#### [WORK TO BE COMPLETED]
Only the lines from the one containing "let peppered = CredentialVerifier::new(config);" through the last line below should be written out, exactly and with both ends kept.

#### [GIVEN RECORDS]
::::
//! Credential verification
//!
//! Argon2id hashing (OWASP recommended) with an optional pepper. Stored
//! hashes are PHC strings; anything else never verifies.

use argon2::{
    password_hash::{rand_core::OsRng, PasswordHash, PasswordHasher, PasswordVerifier, SaltString},
    Argon2, Params, Version,
};
use base64::{engine::general_purpose::URL_SAFE_NO_PAD, Engine as _};
use rand::RngCore;
use zeroize::Zeroizing;

use crate::config::PasswordConfig;
use crate::error::{AuthError, AuthResult};

/// Hashes and checks plaintext secrets
#[derive(Clone)]
pub struct CredentialVerifier {
    config: PasswordConfig,
}

impl CredentialVerifier {
    pub fn new(config: PasswordConfig) -> Self {
        Self { config }
    }

    /// Hash a plaintext secret with a fresh salt
    pub fn hash(&self, plaintext: &str) -> AuthResult<String> {
        let peppered = self.peppered(plaintext);
        let salt = SaltString::generate(&mut OsRng);

        let params = Params::new(
            self.config.memory_cost,
            self.config.time_cost,
            self.config.parallelism,
            Some(self.config.hash_length as usize),
        )
        .map_err(|e| AuthError::Config(format!("Invalid Argon2 params: {}", e)))?;

        let argon2 = Argon2::new(argon2::Algorithm::Argon2id, Version::V0x13, params);

        let hash = argon2
            .hash_password(peppered.as_bytes(), &salt)
            .map_err(|_| AuthError::PasswordHashingFailed)?;

        Ok(hash.to_string())
    }

    /// True iff `plaintext` verifies against the stored hash.
    ///
    /// Malformed or non-PHC hashes yield `false`.
    pub fn matches(&self, plaintext: &str, hash: &str) -> bool {
        let parsed = match PasswordHash::new(hash) {
            Ok(parsed) => parsed,
            Err(_) => return false,
        };

        // Parameters come from the PHC string itself
        Argon2::default()
            .verify_password(self.peppered(plaintext).as_bytes(), &parsed)
            .is_ok()
    }

    /// Opaque credential for provider-created accounts. Not a PHC string,
    /// so it never verifies.
    pub fn random_credential(&self) -> String {
        let mut bytes = Zeroizing::new([0u8; 32]);
        rand::thread_rng().fill_bytes(&mut bytes[..]);
        URL_SAFE_NO_PAD.encode(&bytes[..])
    }

    /// Length bounds enforced at signup
    pub fn validate_password_policy(&self, plaintext: &str) -> AuthResult<()> {
        let length = plaintext.chars().count();

        if length < self.config.min_password_length {
            return Err(AuthError::WeakPassword(format!(
                "Password must be at least {} characters",
                self.config.min_password_length
            )));
        }

        if length > self.config.max_password_length {
            return Err(AuthError::WeakPassword(format!(
                "Password must be at most {} characters",
                self.config.max_password_length
            )));
        }

        Ok(())
    }

    fn peppered(&self, plaintext: &str) -> Zeroizing<String> {
        match self.config.pepper {
            Some(ref pepper) => Zeroizing::new(format!("{}{}", plaintext, pepper)),
            None => Zeroizing::new(plaintext.to_string()),
        }
    }
}

#[cfg(test)]
mod tests {
    use super::*;

    fn test_config() -> PasswordConfig {
        PasswordConfig {
            // Use lower values for tests to be fast
            memory_cost: 4096,
            time_cost: 1,
            ..Default::default()
        }
    }

    #[test]
    fn test_hash_and_match() {
        let verifier = CredentialVerifier::new(test_config());
        let hash = verifier.hash("correct horse").unwrap();
        assert!(hash.starts_with("$argon2id$"));

        assert!(verifier.matches("correct horse", &hash));
        assert!(!verifier.matches("wrong horse", &hash));
    }

    #[test]
    fn test_same_plaintext_different_hashes() {
        let verifier = CredentialVerifier::new(test_config());
        let first = verifier.hash("correct horse").unwrap();
        let second = verifier.hash("correct horse").unwrap();

        assert_ne!(first, second);
        assert!(verifier.matches("correct horse", &first));
        assert!(verifier.matches("correct horse", &second));
    }

    #[test]
    fn test_pepper_must_match() {
        let mut config = test_config();
        config.pepper = Some("secret-pepper".to_string());
        let peppered = CredentialVerifier::new(config);

        let hash = peppered.hash("correct horse").unwrap();
        assert!(peppered.matches("correct horse", &hash));
        assert!(!CredentialVerifier::new(test_config()).matches("correct horse", &hash));
    }

    #[test]
    fn test_malformed_hash_never_matches() {
        let verifier = CredentialVerifier::new(test_config());
        assert!(!verifier.matches("anything", ""));
        assert!(!verifier.matches("anything", "not-a-phc-string"));
        assert!(!verifier.matches("anything", "$argon2id$garbage"));
    }

    #[test]
    fn test_random_credential_never_matches() {
        let verifier = CredentialVerifier::new(test_config());
        let credential = verifier.random_credential();

        assert_ne!(credential, verifier.random_credential());
        assert!(!verifier.matches(&credential, &credential));
        assert!(!verifier.matches("", &credential));
    }

    #[test]
    fn test_password_policy() {
        let verifier = CredentialVerifier::new(test_config());
        assert!(verifier.validate_password_policy("long enough").is_ok());
        assert!(matches!(
            verifier.validate_password_policy("short"),
            Err(AuthError::WeakPassword(_))
        ));
        assert!(matches!(
            verifier.validate_password_policy(&"x".repeat(129)),
            Err(AuthError::WeakPassword(_))
        ));
    }

    #[test]
    fn test_password_policy_counts_characters() {
        let verifier = CredentialVerifier::new(test_config());
        // Four characters, twelve bytes
        assert!(matches!(
            verifier.validate_password_policy("密码密码"),
            Err(AuthError::WeakPassword(_))
        ));
        assert!(verifier.validate_password_policy("密码密码密码密码").is_ok());
        // 128 characters, 256 bytes
        assert!(verifier.validate_password_policy(&"é".repeat(128)).is_ok());
    }
}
::::
#### [YOUR SOLUTION]
        let peppered = CredentialVerifier::new(config);

        let hash = peppered.hash("correct horse").unwrap();
        assert!(peppered.matches("correct horse", &hash));
        assert!(!CredentialVerifier::new(test_config()).matches("correct horse", &hash));
    }

    #[test]
    fn test_malformed_hash_never_matches() {
        let verifier = CredentialVerifier::new(test_config());
        assert!(!verifier.matches("anything", ""));
        assert!(!verifier.matches("anything", "not-a-phc-string"));
        assert!(!verifier.matches("anything", "$argon2id$garbage"));
    }

    #[test]
    fn test_random_credential_never_matches() {
        let verifier = CredentialVerifier::new(test_config());
        let credential = verifier.random_credential();

        assert_ne!(credential, verifier.random_credential());
        assert!(!verifier.matches(&credential, &credential));
        assert!(!verifier.matches("", &credential));
    }

    #[test]
    fn test_password_policy() {
        let verifier = CredentialVerifier::new(test_config());
        assert!(verifier.validate_password_policy("long enough").is_ok());
        assert!(matches!(
            verifier.validate_password_policy("short"),
            Err(AuthError::WeakPassword(_))
        ));
        assert!(matches!(
            verifier.validate_password_policy(&"x".repeat(129)),
            Err(AuthError::WeakPassword(_))
        ));
    }

    #[test]
    fn test_password_policy_counts_characters() {
        let verifier = CredentialVerifier::new(test_config());
        // Four characters, twelve bytes
        assert!(matches!(
            verifier.validate_password_policy("密码密码"),
            Err(AuthError::WeakPassword(_))
        ));
        assert!(verifier.validate_password_policy("密码密码密码密码").is_ok());
        // 128 characters, 256 bytes
        assert!(verifier.validate_password_policy(&"é".repeat(128)).is_ok());
    }
}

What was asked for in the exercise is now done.